If the argument resolves to a value of null or refers to a missing field, $strLenBytes returns an error.如果参数解析为null值或引用缺少的字段,$strLenBytes将返回错误。

Behavior行为

The $strLenBytes operator counts the number of UTF-8 encoded bytes in a string where each character may use between one and four bytes.$strLenBytes运算符计算字符串中UTF-8编码字节的数量,其中每个字符可以使用1到4个字节。

For example, US-ASCII characters are encoded using one byte. Characters with diacritic markings and additional Latin alphabetical characters (Latin characters outside of the English alphabet) are encoded using two bytes. Chinese, Japanese and Korean characters typically require three bytes, and other planes of unicode (emoji, mathematical symbols, etc.) require four bytes.例如,US-ASCII字符使用一个字节进行编码。带有变音标记的字符和其他拉丁字母字符(英语字母表之外的拉丁字符)使用两个字节进行编码。中文、日文和韩文字符通常需要三个字节,而unicode的其他平面(表情符号、数学符号等)需要四个字节。

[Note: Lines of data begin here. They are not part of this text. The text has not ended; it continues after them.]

//! Configuration loading and validation
//!
//! The service is configured from one TOML file. Secrets may be kept out of
//! it and referenced by environment variable name; a `.env` file in the
//! working directory is loaded first.

use std::collections::HashSet;
use std::path::{Path, PathBuf};
use std::time::Duration;

use serde::Deserialize;
use vigil_core::render::RenderOptions;
use vigil_core::NotificationMode;
use vigil_core_types::Sensitive;

use crate::errors::{config_error, Result};
use crate::watcher::WatchMode;

#[derive(Debug, Clone, Deserialize)]
pub struct Config {
    /// Status document location; relative paths resolve against the config file
    pub snapshot_path: PathBuf,
    #[serde(default)]
    pub status: RenderOptions,
    #[serde(default)]
    pub watch: WatchConfig,
    #[serde(default)]
    pub orchestrator: OrchestratorConfig,
    #[serde(default)]
    pub backoff: BackoffConfig,
    #[serde(default)]
    pub adapters: Vec<AdapterConfig>,
}

#[derive(Debug, Clone, Deserialize)]
#[serde(default)]
pub struct WatchConfig {
    pub mode: WatchMode,
    pub debounce_ms: u64,
    pub poll_interval_ms: u64,
}

impl Default for WatchConfig {
    fn default() -> Self {
        Self {
            mode: WatchMode::Notify,
            debounce_ms: 500,
            poll_interval_ms: 2000,
        }
    }
}

impl WatchConfig {
    pub fn debounce(&self) -> Duration {
        Duration::from_millis(self.debounce_ms)
    }

    pub fn poll_interval(&self) -> Duration {
        Duration::from_millis(self.poll_interval_ms)
    }
}

#[derive(Debug, Clone, Deserialize)]
#[serde(default)]
pub struct OrchestratorConfig {
    pub delivery_timeout_secs: u64,
    pub shutdown_grace_secs: u64,
}

impl Default for OrchestratorConfig {
    fn default() -> Self {
        Self {
            delivery_timeout_secs: 30,
            shutdown_grace_secs: 10,
        }
    }
}

impl OrchestratorConfig {
    pub fn delivery_timeout(&self) -> Duration {
        Duration::from_secs(self.delivery_timeout_secs)
    }

    pub fn shutdown_grace(&self) -> Duration {
        Duration::from_secs(self.shutdown_grace_secs)
    }
}

#[derive(Debug, Clone, Deserialize)]
#[serde(default)]
pub struct BackoffConfig {
    pub initial_ms: u64,
    pub max_ms: u64,
}

impl Default for BackoffConfig {
    fn default() -> Self {
        Self {
            initial_ms: 1000,
            max_ms: 60_000,
        }
    }
}

/// One `[[adapters]]` table
#[derive(Debug, Clone, Deserialize)]
pub struct AdapterConfig {
    pub name: String,
    #[serde(default = "default_true")]
    pub enabled: bool,
    #[serde(default)]
    pub mode: NotificationMode,
    #[serde(default)]
    pub destinations: Vec<String>,
    #[serde(flatten)]
    pub kind: AdapterKindConfig,
}

/// Backend-specific settings, selected by the `kind` key
#[derive(Debug, Clone, Deserialize)]
#[serde(tag = "kind", rename_all = "lowercase")]
pub enum AdapterKindConfig {
    Console {},
    Webhook(WebhookConfig),
    Irc(IrcConfig),
}

impl AdapterKindConfig {
    pub fn as_str(&self) -> &'static str {
        match self {
            AdapterKindConfig::Console {} => "console",
            AdapterKindConfig::Webhook(_) => "webhook",
            AdapterKindConfig::Irc(_) => "irc",
        }
    }
}

#[derive(Debug, Clone, Deserialize)]
pub struct WebhookConfig {
    #[serde(default = "default_webhook_timeout_secs")]
    pub timeout_secs: u64,
}

/// How an unauthorised command sender is answered
#[derive(Debug, Clone, Copy, Default, PartialEq, Eq, Deserialize)]
#[serde(rename_all = "lowercase")]
pub enum DenyReply {
    #[default]
    Silent,
    Explicit,
}

#[derive(Debug, Clone, Deserialize)]
pub struct IrcConfig {
    pub server: String,
    #[serde(default = "default_irc_port")]
    pub port: u16,
    pub nick: String,
    /// Nicknames tried in order when `nick` is taken
    #[serde(default)]
    pub alt_nicks: Vec<String>,
    #[serde(default)]
    pub username: Option<String>,
    #[serde(default)]
    pub realname: Option<String>,
    #[serde(default)]
    pub password: Option<Sensitive<String>>,
    /// Environment variable holding the server password
    #[serde(default)]
    pub password_env: Option<String>,
    /// SASL PLAIN credentials, authenticated before registration completes
    #[serde(default)]
    pub sasl: Option<SaslConfig>,
    /// Raw lines sent after registration, before joining
    #[serde(default)]
    pub login_commands: Vec<String>,
    #[serde(default)]
    pub autojoin_delay_ms: u64,
    /// Accounts allowed to run admin commands (case-insensitive)
    #[serde(default)]
    pub admins: Vec<String>,
    #[serde(default = "default_command_prefix")]
    pub command_prefix: String,
    #[serde(default)]
    pub deny_reply: DenyReply,
    #[serde(default = "default_true")]
    pub request_account_tag: bool,
    #[serde(default = "default_connect_timeout_secs")]
    pub connect_timeout_secs: u64,
}

#[derive(Debug, Clone, Deserialize)]
pub struct SaslConfig {
    pub username: String,
    #[serde(default)]
    pub password: Option<Sensitive<String>>,
    /// Environment variable holding the SASL password
    #[serde(default)]
    pub password_env: Option<String>,
}

fn default_true() -> bool {
    true
}

fn default_webhook_timeout_secs() -> u64 {
    10
}

fn default_irc_port() -> u16 {
    6667
}

fn default_command_prefix() -> String {
    "!".to_string()
}

fn default_connect_timeout_secs() -> u64 {
    30
}

impl Config {
    /// Load `.env`, then read, parse and validate the file at `path`.
    ///
    /// # Errors
    ///
    /// `Config` for an unreadable file, a parse failure or a rule violation.
    pub fn load(path: &Path) -> Result<Config> {
        if let Err(err) = dotenvy::dotenv() {
            if !err.not_found() {
                tracing::warn!(error = %err, "Ignoring unreadable .env file");
            }
        }

        let text = std::fs::read_to_string(path)
            .map_err(|e| config_error(path, format!("Failed to read config file: {}", e)))?;
        let base_dir = path.parent().unwrap_or_else(|| Path::new("."));
        Config::from_toml_str(&text, base_dir).map_err(|e| e.with_path(path.display().to_string()))
    }

    /// Parse and validate config text; relative paths resolve against `base_dir`.
    ///
    /// # Errors
    ///
    /// `Config` for a parse failure or a rule violation.
    pub fn from_toml_str(text: &str, base_dir: &Path) -> Result<Config> {
        let mut config: Config = toml::from_str(text)
            .map_err(|e| config_error(base_dir, format!("Invalid config: {}", e)))?;

        if config.snapshot_path.as_os_str().is_empty() {
            return Err(config_error(base_dir, "`snapshot_path` must not be empty"));
        }
        if config.snapshot_path.is_relative() {
            config.snapshot_path = base_dir.join(&config.snapshot_path);
        }

        config.validate(base_dir)?;
        config.resolve_secrets(base_dir)?;
        Ok(config)
    }

    /// Adapters that take part in registration
    pub fn enabled_adapters(&self) -> impl Iterator<Item = &AdapterConfig> {
        self.adapters.iter().filter(|a| a.enabled)
    }

    fn validate(&self, base_dir: &Path) -> Result<()> {
        if self.watch.mode == WatchMode::Poll && self.watch.poll_interval_ms == 0 {
            return Err(config_error(base_dir, "`watch.poll_interval_ms` must be positive"));
        }
        if self.orchestrator.delivery_timeout_secs == 0 {
            return Err(config_error(
                base_dir,
                "`orchestrator.delivery_timeout_secs` must be positive",
            ));
        }
        if self.backoff.initial_ms == 0 || self.backoff.max_ms < self.backoff.initial_ms {
            return Err(config_error(
                base_dir,
                "`backoff.initial_ms` must be positive and not above `backoff.max_ms`",
            ));
        }

        let mut names = HashSet::new();
        for adapter in &self.adapters {
            let name = adapter.name.trim();
            if name.is_empty() {
                return Err(config_error(base_dir, "adapter `name` must not be empty"));
            }
            if !names.insert(name.to_string()) {
                return Err(config_error(
                    base_dir,
                    format!("duplicate adapter name '{}'", name),
                ));
            }
            if !adapter.enabled {
                continue;
            }
            if adapter.destinations.is_empty() {
                return Err(config_error(
                    base_dir,
                    format!("adapter '{}' lists no destinations", name),
                ));
            }

            match &adapter.kind {
                AdapterKindConfig::Console {} => {}
                AdapterKindConfig::Webhook(webhook) => {
                    if webhook.timeout_secs == 0 {
                        return Err(config_error(
                            base_dir,
                            format!("adapter '{}': `timeout_secs` must be positive", name),
                        ));
                    }
                    if let Some(bad) = adapter
                        .destinations
                        .iter()
                        .find(|d| !(d.starts_with("http://") || d.starts_with("https://")))
                    {
                        return Err(config_error(
                            base_dir,
                            format!("adapter '{}': destination '{}' is not an http(s) URL", name, bad),
                        ));
                    }
                }
                AdapterKindConfig::Irc(irc) => {
                    if irc.port == 0 {
                        return Err(config_error(
                            base_dir,
                            format!("adapter '{}': `port` must be non-zero", name),
                        ));
                    }
                    if irc.server.trim().is_empty() || irc.nick.trim().is_empty() {
                        return Err(config_error(
                            base_dir,
                            format!("adapter '{}': `server` and `nick` are required", name),
                        ));
                    }
                    if irc.connect_timeout_secs == 0 {
                        return Err(config_error(
                            base_dir,
                            format!("adapter '{}': `connect_timeout_secs` must be positive", name),
                        ));
                    }
                    if irc.alt_nicks.iter().any(|n| n.trim().is_empty()) {
                        return Err(config_error(
                            base_dir,
                            format!("adapter '{}': `alt_nicks` entries must not be empty", name),
                        ));
                    }
                    if irc.password.is_some() && irc.password_env.is_some() {
                        return Err(config_error(
                            base_dir,
                            format!(
                                "adapter '{}': set either `password` or `password_env`, not both",
                                name
                            ),
                        ));
                    }
                    if let Some(sasl) = &irc.sasl {
                        if sasl.username.trim().is_empty()
                            || sasl.password.is_some() == sasl.password_env.is_some()
                        {
                            return Err(config_error(
                                base_dir,
                                format!(
                                    "adapter '{}': `sasl` needs a `username` and exactly one of `password` or `password_env`",
                                    name
                                ),
                            ));
                        }
                    }
                }
            }
        }

        Ok(())
    }

    fn resolve_secrets(&mut self, base_dir: &Path) -> Result<()> {
        for adapter in self.adapters.iter_mut().filter(|a| a.enabled) {
            if let AdapterKindConfig::Irc(irc) = &mut adapter.kind {
                if let Some(var) = &irc.password_env {
                    irc.password = Some(secret_from_env(base_dir, &adapter.name, var)?);
                }
                if let Some(sasl) = &mut irc.sasl {
                    if let Some(var) = &sasl.password_env {
                        sasl.password = Some(secret_from_env(base_dir, &adapter.name, var)?);
                    }
                }
            }
        }
        Ok(())
    }
}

The $strLenBytes operator differs from $strLenCP operator which counts the code points in the specified string regardless of how many bytes each character uses.$strLenBytes运算符不同于$strLenCP运算符,后者计算指定字符串中的代码点,而不管每个字符使用多少字节。

Example示例Results结果Notes备注
{ $strLenBytes: "abcde" }
5Each character is encoded using one byte.每个字符都使用一个字节进行编码。
{ $strLenBytes: "Hello World!" }
12Each character is encoded using one byte.每个字符都使用一个字节进行编码。
{ $strLenBytes: "cafeteria" }
9Each character is encoded using one byte.每个字符都使用一个字节进行编码。
{ $strLenBytes: "cafétéria" }
11é is encoded using two bytes.é使用两个字节进行编码。
{ $strLenBytes: "" }
0Empty strings return 0.空字符串返回0。
{ $strLenBytes: "$€λG" }
7 is encoded using three bytes. λ is encoded using two bytes.使用三个字节进行编码。λ使用两个字节进行编码。
{ $strLenBytes: "寿司" }
6Each character is encoded using three bytes.每个字符使用三个字节进行编码。

Example示例

Single-Byte and Multibyte Character Set单字节和多字节字符集

Create a food collection with the following documents:使用以下文档创建食物集合:

db.food.insertMany(
[
{ "_id" : 1, "name" : "apple" },
{ "_id" : 2, "name" : "banana" },
{ "_id" : 3, "name" : "éclair" },
{ "_id" : 4, "name" : "hamburger" },
{ "_id" : 5, "name" : "jalapeño" },
{ "_id" : 6, "name" : "pizza" },
{ "_id" : 7, "name" : "tacos" },
{ "_id" : 8, "name" : "寿司" }
]
)

The following operation uses the $strLenBytes operator to calculate the length of each name value:以下操作使用$strLenBytes运算符计算每个name值的length

db.food.aggregate(
[
{
$project: {
"name": 1,
"length": { $strLenBytes: "$name" }
}
}
]
)

The operation returns the following results:该操作返回以下结果:

{ "_id" : 1, "name" : "apple", "length" : 5 }
{ "_id" : 2, "name" : "banana", "length" : 6 }
{ "_id" : 3, "name" : "éclair", "length" : 7 }
{ "_id" : 4, "name" : "hamburger", "length" : 9 }
{ "_id" : 5, "name" : "jalapeño", "length" : 9 }
{ "_id" : 6, "name" : "pizza", "length" : 5 }
{ "_id" : 7, "name" : "tacos", "length" : 5 }
{ "_id" : 8, "name" : "寿司", "length" : 6 }

The documents with _id: 3 and _id: 5 each contain a diacritic character (é and ñ respectively) that requires two bytes to encode. The document with _id: 8 contains two Japanese characters that are encoded using three bytes each. _id: 3_id: 5的文档均包含一个需要两个字节编码的变音字符(分别为éñ)。_id: 8的文档包含两个日文字符,每个字符使用三个字节进行编码。This makes the length greater than the number of characters in name for the documents with _id: 3, _id: 5 and _id: 8.这使得length大于_id: 3_id: 5_id: 8的文档名称中的字符数。